** Records for this task follows **

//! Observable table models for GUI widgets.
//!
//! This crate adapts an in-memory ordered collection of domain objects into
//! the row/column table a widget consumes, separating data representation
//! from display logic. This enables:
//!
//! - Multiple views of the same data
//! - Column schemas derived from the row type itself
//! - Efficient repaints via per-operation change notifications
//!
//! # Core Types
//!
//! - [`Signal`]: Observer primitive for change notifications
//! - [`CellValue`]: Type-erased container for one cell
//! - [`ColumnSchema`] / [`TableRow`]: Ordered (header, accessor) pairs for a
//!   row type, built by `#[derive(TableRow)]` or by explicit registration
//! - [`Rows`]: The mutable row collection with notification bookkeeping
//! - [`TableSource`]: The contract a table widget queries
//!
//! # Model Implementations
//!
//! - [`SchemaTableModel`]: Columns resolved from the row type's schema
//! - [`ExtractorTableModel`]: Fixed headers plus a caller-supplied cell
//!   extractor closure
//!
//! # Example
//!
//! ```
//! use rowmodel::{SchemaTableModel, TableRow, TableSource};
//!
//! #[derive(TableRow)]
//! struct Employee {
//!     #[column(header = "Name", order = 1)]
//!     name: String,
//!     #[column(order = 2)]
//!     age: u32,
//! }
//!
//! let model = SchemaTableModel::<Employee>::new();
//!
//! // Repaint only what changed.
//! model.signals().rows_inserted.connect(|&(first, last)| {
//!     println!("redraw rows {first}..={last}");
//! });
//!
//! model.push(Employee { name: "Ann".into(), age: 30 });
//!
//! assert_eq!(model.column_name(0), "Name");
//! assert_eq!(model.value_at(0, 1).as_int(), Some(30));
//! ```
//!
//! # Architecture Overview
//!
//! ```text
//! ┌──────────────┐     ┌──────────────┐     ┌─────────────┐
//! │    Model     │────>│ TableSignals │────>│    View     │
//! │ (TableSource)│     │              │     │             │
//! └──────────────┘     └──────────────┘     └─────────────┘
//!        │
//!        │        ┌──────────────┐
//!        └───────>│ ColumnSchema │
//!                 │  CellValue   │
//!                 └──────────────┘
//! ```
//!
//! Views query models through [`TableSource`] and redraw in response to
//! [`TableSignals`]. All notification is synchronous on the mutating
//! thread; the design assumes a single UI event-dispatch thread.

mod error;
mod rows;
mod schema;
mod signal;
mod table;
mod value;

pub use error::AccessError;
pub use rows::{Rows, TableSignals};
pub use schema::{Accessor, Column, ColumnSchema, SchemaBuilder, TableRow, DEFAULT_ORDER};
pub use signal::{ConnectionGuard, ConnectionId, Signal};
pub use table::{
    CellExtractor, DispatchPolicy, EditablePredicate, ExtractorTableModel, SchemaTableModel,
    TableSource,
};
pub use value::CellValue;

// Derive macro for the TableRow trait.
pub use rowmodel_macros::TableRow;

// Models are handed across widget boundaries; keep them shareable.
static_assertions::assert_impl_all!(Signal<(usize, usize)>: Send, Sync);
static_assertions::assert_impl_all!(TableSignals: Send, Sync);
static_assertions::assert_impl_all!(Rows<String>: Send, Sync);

** End of Records for this task **

Copy out the lines above exactly, beginning at the one that contains "row type itself" and ending at the one that contains "for change notifications".

= Solution below =
//! - Column schemas derived from the row type itself
//! - Efficient repaints via per-operation change notifications
//!
//! # Core Types
//!
//! - [`Signal`]: Observer primitive for change notifications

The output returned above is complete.